Горяев, сгорбившись, быстро вышел из зала.
Смолянинову
— Ваш приказ два нуля триста шесть выполнен, — не спеша, заговорил он. — Последний эшелон дивизии убыл в 1.20 сегодня.
Смолянинов хотел сообщить об оголенном участке обороны, об отсутствии резервов, но промолчал, понимая, что командующий и члены Военного Совета знали об этом не хуже его. Главное же заключалось в том, что люди изменились, изменилась система обороны, иной стала выучка. За эти трудные месяцы войска, казалось, вросли в рубежи обороны, и никакая сила не в состоянии была их оттуда выбить.
И Смолянинов уверенно закончил:
— Хотя на фронт отправлены лучшие части, боевая способность армии не снизилась, а значительно выросла. Это подтверждается, я бы сказал, довольно пристрастными проверками в частых инцидентах на границе.
— Потери большие от этих инцидентов? — спросил секретарь крайкома.
— Для невоюющих частей, соприкасающихся с армией нейтрального государства, значительные.
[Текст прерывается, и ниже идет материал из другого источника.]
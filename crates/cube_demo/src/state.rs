//! Everything the running demo owns: window, GPU context, cube mesh, the
//! bound shader program, and the frame loop.
//!
//! Resources are acquired in `initialize` and released in `destroy`, which is
//! safe to call any number of times and from any partially initialized state.

use std::path::Path;
use std::sync::Arc;

use glam::Mat4;
use winit::event_loop::ActiveEventLoop;
use winit::window::Window;

use cube_core::input::Key;
use cube_core::time::Clock;
use cube_platform::window::{create_window, PlatformConfig};
use cube_render::gpu_context::CLEAR_COLOR;
use cube_render::{
    projection, rotate_model, view, CubeMesh, GpuContext, ProgramSlot, ShaderProgram,
    UniformValues,
};

use crate::controls::{Action, SHADER_SLOTS};
use crate::error::InitError;
use crate::frame_loop::{title_with_stats, FrameLoop};

pub struct ApplicationState {
    config: PlatformConfig,
    window: Option<Arc<Window>>,
    gpu: Option<GpuContext>,
    mesh: Option<CubeMesh>,
    program: ProgramSlot<ShaderProgram>,
    clock: Clock,
    pub frame_loop: FrameLoop,
    width: u32,
    height: u32,
    projection: Mat4,
    view: Mat4,
}

impl ApplicationState {
    pub fn new(config: PlatformConfig) -> Self {
        let (width, height) = (config.width, config.height);
        Self {
            config,
            window: None,
            gpu: None,
            mesh: None,
            program: ProgramSlot::empty(),
            clock: Clock::start(),
            frame_loop: FrameLoop::new(0.0),
            width,
            height,
            projection: projection(width, height),
            view: view(),
        }
    }

    pub fn is_initialized(&self) -> bool {
        self.window.is_some()
    }

    /// Creates the window, the GPU context, and the cube's buffers, then
    /// restarts the clock so the first frame measures from here.
    pub fn initialize(&mut self, event_loop: &ActiveEventLoop) -> Result<(), InitError> {
        let window = create_window(event_loop, &self.config)?;
        let size = window.inner_size();
        self.width = size.width;
        self.height = size.height;
        self.window = Some(window.clone());

        let gpu = GpuContext::new(window)?;
        self.mesh = Some(CubeMesh::create(&gpu.device));
        self.gpu = Some(gpu);

        self.clock = Clock::start();
        self.frame_loop = FrameLoop::new(self.clock.now());
        Ok(())
    }

    /// Builds a program from `vertex_path` and `fragment_path` and binds it.
    /// On failure the previously bound program stays in place.
    pub fn set_shader_program(&mut self, vertex_path: &Path, fragment_path: &Path) -> bool {
        let Some(gpu) = self.gpu.as_ref() else {
            log::warn!("no GPU context, cannot load shaders");
            return false;
        };
        log::info!(
            "loading shaders {} + {}",
            vertex_path.display(),
            fragment_path.display()
        );
        match self
            .program
            .replace_with(|| ShaderProgram::from_files(gpu, vertex_path, fragment_path))
        {
            Ok(()) => true,
            Err(err) => {
                log::warn!("failed to build program: {err}");
                if let Some(program) = self.program.current() {
                    log::warn!("keeping program {}", program.id());
                }
                false
            }
        }
    }

    pub fn resize(&mut self, width: u32, height: u32) {
        log::info!("new framebuffer size: {width}x{height}");
        self.width = width;
        self.height = height;
    }

    pub fn handle_key(&mut self, key: Key, pressed: bool) {
        match self.frame_loop.key_event(key, pressed) {
            Some(Action::LoadShader(slot)) => {
                let pair = SHADER_SLOTS[slot];
                self.set_shader_program(Path::new(pair.vertex), Path::new(pair.fragment));
            }
            Some(Action::Quit) => log::info!("{key} pressed, closing"),
            None => {}
        }
    }

    pub fn focus_lost(&mut self) {
        self.frame_loop.focus_lost();
    }

    pub fn request_redraw(&self) {
        if let Some(window) = &self.window {
            window.request_redraw();
        }
    }

    /// One iteration of the frame loop. Minimized windows skip rendering but
    /// keep the clock running.
    pub fn frame(&mut self) {
        if !self.frame_loop.is_running() || self.width == 0 || self.height == 0 {
            return;
        }

        let now = self.clock.now();
        if let Some(stats) = self.frame_loop.begin_frame(now) {
            if let Some(window) = &self.window {
                window.set_title(&title_with_stats(&stats));
            }
        }
        self.render();
        self.frame_loop.end_frame();
    }

    fn render(&mut self) {
        self.projection = projection(self.width, self.height);
        self.view = view();

        let (Some(gpu), Some(mesh)) = (self.gpu.as_mut(), self.mesh.as_mut()) else {
            return;
        };
        mesh.model = rotate_model(mesh.model, self.frame_loop.timer.time_delta);
        let model_view = self.view * mesh.model;

        gpu.resize(self.width, self.height);
        let Some((output, target)) = gpu.begin_frame() else {
            return;
        };
        gpu.begin_error_check();

        let mut encoder = gpu
            .device
            .create_command_encoder(&wgpu::CommandEncoderDescriptor {
                label: Some("Cube Encoder"),
            });
        {
            let mut pass = encoder.begin_render_pass(&wgpu::RenderPassDescriptor {
                label: Some("Cube Render Pass"),
                color_attachments: &[Some(wgpu::RenderPassColorAttachment {
                    view: &target,
                    resolve_target: None,
                    ops: wgpu::Operations {
                        load: wgpu::LoadOp::Clear(CLEAR_COLOR),
                        store: wgpu::StoreOp::Store,
                    },
                })],
                depth_stencil_attachment: Some(wgpu::RenderPassDepthStencilAttachment {
                    view: gpu.depth_view(),
                    depth_ops: Some(wgpu::Operations {
                        load: wgpu::LoadOp::Clear(1.0),
                        store: wgpu::StoreOp::Store,
                    }),
                    stencil_ops: None,
                }),
                ..Default::default()
            });

            // Without a program the frame is just the clear color.
            if let Some(program) = self.program.current() {
                program.write_uniforms(
                    &gpu.queue,
                    &UniformValues {
                        projection: self.projection,
                        model_view,
                        time: self.frame_loop.timer.time_cur as f32,
                    },
                );
                program.bind(&mut pass);
                mesh.draw(&mut pass);
            }
        }

        gpu.queue.submit(std::iter::once(encoder.finish()));
        gpu.end_error_check("display function");
        output.present();
    }

    pub fn report_summary(&self) {
        if self.window.is_none() {
            return;
        }
        let summary = self.frame_loop.summary();
        log::info!(
            "left main loop\n{} frames rendered in {:.3} seconds == {:.1}fps",
            summary.frames,
            summary.seconds,
            summary.avg_fps()
        );
    }

    /// Releases everything in reverse order of acquisition.
    pub fn destroy(&mut self) {
        let released = release_in_order(
            &mut self.mesh,
            &mut self.program,
            &mut self.gpu,
            &mut self.window,
        );
        for resource in released {
            log::info!("{} released", resource.label());
        }
    }
}

#[derive(Debug, Clone, Copy, PartialEq, Eq)]
enum Resource {
    Mesh,
    Program,
    Gpu,
    Window,
}

impl Resource {
    fn label(self) -> &'static str {
        match self {
            Self::Mesh => "cube mesh",
            Self::Program => "shader program",
            Self::Gpu => "GPU context",
            Self::Window => "window",
        }
    }
}

/// Drops whatever each slot holds: mesh and program first, then the GPU
/// context, then the window. Empty slots are skipped. Returns what was
/// released, in order.
fn release_in_order<M, P, G, W>(
    mesh: &mut Option<M>,
    program: &mut ProgramSlot<P>,
    gpu: &mut Option<G>,
    window: &mut Option<W>,
) -> Vec<Resource> {
    let mut released = Vec::new();
    if mesh.take().is_some() {
        released.push(Resource::Mesh);
    }
    if program.clear() {
        released.push(Resource::Program);
    }
    if gpu.take().is_some() {
        released.push(Resource::Gpu);
    }
    if window.take().is_some() {
        released.push(Resource::Window);
    }
    released
}

impl Drop for ApplicationState {
    fn drop(&mut self) {
        self.destroy();
    }
}

#[cfg(test)]
mod tests {
    use super::*;
    use std::cell::RefCell;
    use std::rc::Rc;

    use crate::frame_loop::LoopState;

    type DropLog = Rc<RefCell<Vec<&'static str>>>;

    struct Tracked {
        name: &'static str,
        log: DropLog,
    }

    impl Drop for Tracked {
        fn drop(&mut self) {
            self.log.borrow_mut().push(self.name);
        }
    }

    fn tracked(name: &'static str, log: &DropLog) -> Tracked {
        Tracked {
            name,
            log: Rc::clone(log),
        }
    }

    #[test]
    fn new_acquires_nothing() {
        let state = ApplicationState::new(PlatformConfig::default());
        assert!(!state.is_initialized());
        assert!(state.gpu.is_none());
        assert!(state.mesh.is_none());
        assert!(!state.program.is_bound());
    }

    #[test]
    fn destroy_is_idempotent() {
        let mut state = ApplicationState::new(PlatformConfig::default());
        state.destroy();
        state.destroy();
        assert!(!state.is_initialized());
    }

    #[test]
    fn partial_initialization_releases_in_reverse_order() {
        let log = DropLog::default();
        // Failed after the GPU context came up but before the mesh was made,
        // with a program still bound from an earlier session.
        let mut mesh: Option<Tracked> = None;
        let mut program = ProgramSlot::empty();
        program
            .replace_with(|| Ok::<_, ()>(tracked("program", &log)))
            .unwrap();
        let mut gpu = Some(tracked("gpu", &log));
        let mut window = Some(tracked("window", &log));

        let released = release_in_order(&mut mesh, &mut program, &mut gpu, &mut window);
        assert_eq!(
            released,
            vec![Resource::Program, Resource::Gpu, Resource::Window]
        );
        assert_eq!(*log.borrow(), vec!["program", "gpu", "window"]);

        let again = release_in_order(&mut mesh, &mut program, &mut gpu, &mut window);
        assert!(again.is_empty());
        assert_eq!(log.borrow().len(), 3);
    }

    #[test]
    fn mesh_goes_before_program() {
        let log = DropLog::default();
        let mut mesh = Some(tracked("mesh", &log));
        let mut program = ProgramSlot::empty();
        program
            .replace_with(|| Ok::<_, ()>(tracked("program", &log)))
            .unwrap();
        let mut gpu: Option<Tracked> = None;
        let mut window: Option<Tracked> = None;

        release_in_order(&mut mesh, &mut program, &mut gpu, &mut window);
        assert_eq!(*log.borrow(), vec!["mesh", "program"]);
    }

    #[test]
    fn shader_load_without_gpu_fails() {
        let mut state = ApplicationState::new(PlatformConfig::default());
        let pair = SHADER_SLOTS[1];
        assert!(!state.set_shader_program(Path::new(pair.vertex), Path::new(pair.fragment)));
        assert!(!state.program.is_bound());
    }

    #[test]
    fn resize_only_records_viewport() {
        let mut state = ApplicationState::new(PlatformConfig::default());
        state.resize(1024, 768);
        assert_eq!((state.width, state.height), (1024, 768));
        state.resize(0, 0);
        // Zero viewport: the frame is skipped and no time is counted.
        state.frame();
        assert_eq!(state.frame_loop.summary().frames, 0);
    }

    #[test]
    fn escape_closes_and_stops_frames() {
        let mut state = ApplicationState::new(PlatformConfig::default());
        state.handle_key(Key::Escape, true);
        assert_eq!(state.frame_loop.state(), LoopState::Closing);
        state.frame();
        assert_eq!(state.frame_loop.summary().frames, 0);
    }

    #[test]
    fn frames_count_without_gpu() {
        let mut state = ApplicationState::new(PlatformConfig::default());
        state.frame();
        state.frame();
        assert_eq!(state.frame_loop.summary().frames, 2);
    }
}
Вот по дням за последний месяц. — Смолянинов положил на стол сводку потерь и возвратился на место.
Сосед, толкнув его локтем, пододвинул записку «Доложите о вчерашнем нарушении границы на стыке наших армий. По размерам — разведка боем, а не инцидент», — прочел Смолянинов.
— Уже знает, — шепнул он, указывая глазами на командующего.
Генерал-полковник передал сводку секретарю.
— Да-а, многовато, — глухо проговорил тот. — Значит, не умеем еще вести бой, если в мелких стычках теряем столько бойцов.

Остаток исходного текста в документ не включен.